Metairie Country Club dates back to 1922 and the course is an original Seth Raynor design. Changes have been made to the layout down the years but there’s still plenty of Golden Age character to be savored here.
In The American Private Golf Club Guide, author Daniel Wexler writes: “significant changes have been made over 80+ years, thus while Raynor’s original corridors of play remain pretty well intact, today’s golf course can only tangentially claim him as a designer.
Indeed, only a handful of green complexes retain much of his original stylings, with the road hole 9th perhaps being the most obvious. Water comes significantly into play on six occasions but the course’s one genuine standout is the dry, 438-yard 16th, which ranks amongst the toughest par fours in the area.”

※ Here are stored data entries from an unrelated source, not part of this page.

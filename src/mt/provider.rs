//! Job-level provider over a string engine
//!
//! [`MtProvider`] turns a [`MachineTranslator`] into a [`Translator`]:
//!
//! 1. each source is decoded with the glossary (if any) and flattened to the XML
//!    tag form, so the engine only ever sees `<xN>` markup around the words
//! 2. the flattened strings are sent in chunks bounded by string count and total
//!    character length
//! 3. translated strings are mapped back to placeholders and glossary terms are
//!    rendered in the target language

use crate::codec::{PlaceholderMap, extract_xml_v1, flatten_xml_v1};
use crate::mt::error::{MtError, MtResult};
use crate::mt::translator::{MachineTranslator, Translator};
use crate::nstr::Flags;
use crate::pipeline::{Decoder, GlossaryTranslator, decode_normalized_string};
use crate::tu::{JobRequest, JobResponse, JobState, TranslationUnit, TuText};
use async_trait::async_trait;
use chrono::Utc;
use std::collections::BTreeMap;
use std::ops::Range;
use tracing::{info, warn};

/// A source string ready for the engine
struct Prepared {
    guid: String,
    plain: bool,
    xml: String,
    map: PlaceholderMap,
}

/// Adapts a string engine to the job-level [`Translator`] interface
#[derive(Debug, Clone)]
pub struct MtProvider<T: MachineTranslator> {
    engine: T,
    quality: i64,
    max_chunk_size: usize,
    max_char_length: usize,
    glossary: Option<GlossaryTranslator>,
    language_map: BTreeMap<String, String>,
    fixed_ts: Option<i64>,
}

impl<T: MachineTranslator> MtProvider<T> {
    pub const DEFAULT_MAX_CHUNK_SIZE: usize = 125;
    pub const DEFAULT_MAX_CHAR_LENGTH: usize = 9900;

    pub fn new(engine: T) -> Self {
        MtProvider {
            engine,
            quality: 0,
            max_chunk_size: Self::DEFAULT_MAX_CHUNK_SIZE,
            max_char_length: Self::DEFAULT_MAX_CHAR_LENGTH,
            glossary: None,
            language_map: BTreeMap::new(),
            fixed_ts: None,
        }
    }

    /// Quality stamped on every returned TU
    pub fn with_quality(mut self, quality: i64) -> Self {
        self.quality = quality;
        self
    }

    /// At most `max_chunk_size` strings and fewer than `max_char_length` characters
    /// per engine call
    pub fn with_chunk_limits(mut self, max_chunk_size: usize, max_char_length: usize) -> Self {
        self.max_chunk_size = max_chunk_size.max(1);
        self.max_char_length = max_char_length.max(1);
        self
    }

    pub fn with_glossary(mut self, glossary: GlossaryTranslator) -> Self {
        self.glossary = (!glossary.is_empty()).then_some(glossary);
        self
    }

    /// Ledger language → engine language code
    pub fn with_language_map(mut self, language_map: BTreeMap<String, String>) -> Self {
        self.language_map = language_map;
        self
    }

    /// Stamp every TU with `ts` instead of the wall clock (regression runs)
    pub fn with_fixed_ts(mut self, ts: i64) -> Self {
        self.fixed_ts = Some(ts);
        self
    }

    pub fn engine(&self) -> &T {
        &self.engine
    }

    fn engine_lang<'a>(&'a self, lang: &'a str) -> &'a str {
        self.language_map.get(lang).map_or(lang, String::as_str)
    }

    fn prepare(&self, tu: &TranslationUnit, src: &TuText) -> Prepared {
        let mut nsrc = src.to_normalized();
        if let Some(glossary) = &self.glossary {
            let decoders: [&dyn Decoder; 1] = [glossary];
            nsrc = decode_normalized_string(nsrc, &decoders, &mut Flags::new());
        }
        let (xml, map) = flatten_xml_v1(&nsrc);
        Prepared {
            guid: tu.guid.clone(),
            plain: matches!(src, TuText::Plain(_)),
            xml,
            map,
        }
    }

    /// Split `texts` into consecutive engine calls
    fn chunk_ranges(&self, texts: &[String]) -> MtResult<Vec<Range<usize>>> {
        let mut ranges = Vec::new();
        let mut start = 0;
        let mut chars = 0;
        for (i, text) in texts.iter().enumerate() {
            let len = text.chars().count();
            if len >= self.max_char_length {
                return Err(MtError::TranslationError(format!(
                    "String at index {} has {} characters, chunks must stay under {}",
                    i, len, self.max_char_length
                )));
            }
            if i > start && (i - start >= self.max_chunk_size || chars + len >= self.max_char_length)
            {
                ranges.push(start..i);
                start = i;
                chars = 0;
            }
            chars += len;
        }
        if start < texts.len() {
            ranges.push(start..texts.len());
        }
        Ok(ranges)
    }

    async fn translate_job(&self, request: &JobRequest) -> MtResult<JobResponse> {
        let source_lang = self.engine_lang(&request.source_lang);
        let target_lang = self.engine_lang(&request.target_lang);

        let mut prepared = Vec::with_capacity(request.tus.len());
        for tu in &request.tus {
            match &tu.src {
                Some(src) => prepared.push(self.prepare(tu, src)),
                None => warn!(
                    "Skipping TU {} of job {} without source",
                    tu.guid, request.job_guid
                ),
            }
        }
        let texts: Vec<String> = prepared.iter().map(|p| p.xml.clone()).collect();

        let chunks = self.chunk_ranges(&texts)?;
        let mut translated = Vec::with_capacity(texts.len());
        for (i, range) in chunks.iter().enumerate() {
            info!(
                "Preparing chunk {}/{} with {} strings for {} ({} -> {})",
                i + 1,
                chunks.len(),
                range.len(),
                self.name(),
                source_lang,
                target_lang
            );
            let batch = self
                .engine
                .translate_batch(&texts[range.clone()], source_lang, target_lang)
                .await?;
            if batch.len() != range.len() {
                return Err(MtError::TranslationError(format!(
                    "Expected {} translations, engine returned {}",
                    range.len(),
                    batch.len()
                )));
            }
            translated.extend(batch);
        }

        let ts = self
            .fixed_ts
            .unwrap_or_else(|| Utc::now().timestamp_millis());
        let flags = Flags::for_target(&request.target_lang);
        let mut response = JobResponse::for_request(request, JobState::Done);
        response.ts = Some(ts);
        response.translation_provider = Some(self.name().to_string());
        for (source, text) in prepared.into_iter().zip(translated) {
            let mut ntgt = extract_xml_v1(&text, &source.map)?;
            if let Some(glossary) = &self.glossary {
                ntgt = glossary.restore(ntgt, &flags);
            }
            let tgt = if source.plain {
                TuText::Plain(ntgt.to_string())
            } else {
                TuText::Normalized(ntgt)
            };
            response.tus.push(
                TranslationUnit::new(source.guid)
                    .with_tgt(tgt)
                    .with_quality(self.quality)
                    .with_ts(ts),
            );
        }
        Ok(response)
    }
}

#[async_trait]
impl<T: MachineTranslator> Translator for MtProvider<T> {
    fn name(&self) -> &str {
        self.engine.provider_name()
    }

    async fn request_translations(&self, request: &JobRequest) -> MtResult<JobResponse> {
        self.translate_job(request)
            .await
            .map_err(|e| MtError::provider_failed(self.name(), e))
    }
}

Brian Silva provided us with the following information in January 2021 when he told us of his recent involvement at Metairie, presenting a masterplan to the club:
“The design is credited originally to Seth Raynor, though there is uncertainty whether or not he ever visited the site. He had a local fellow come up to Long Island for two months so that he could teach him how to ‘design and build a course’ and it was built by this person. Early aerial photos don't reveal a typical ‘Raynor look’.
In its location, Metairie was subjected to frequent and devastating flooding. So, in the early 2000s, they undertook a very ambitious renovation that trucked in hundreds of thousands of cubic yards of fill to ‘raise’ the course. If there was any original Raynor left then it was buried in the name of drainage during this very noble project.
While the goal of the finished product was to up the Raynor content, there was general agreement that there was a lack of visible Raynor character to the course. So, a couple of years ago – stimulated by the desire to further improve drainage – the club decided to go at it again, with the goal of increasing their vintage look and characteristics of play.”
A. Bush contacted us in January 2021, stating; “the young fella that learned from Raynor and built the original course, was Joseph Bartholomew. I think it is time he receives the proper credit he is due.”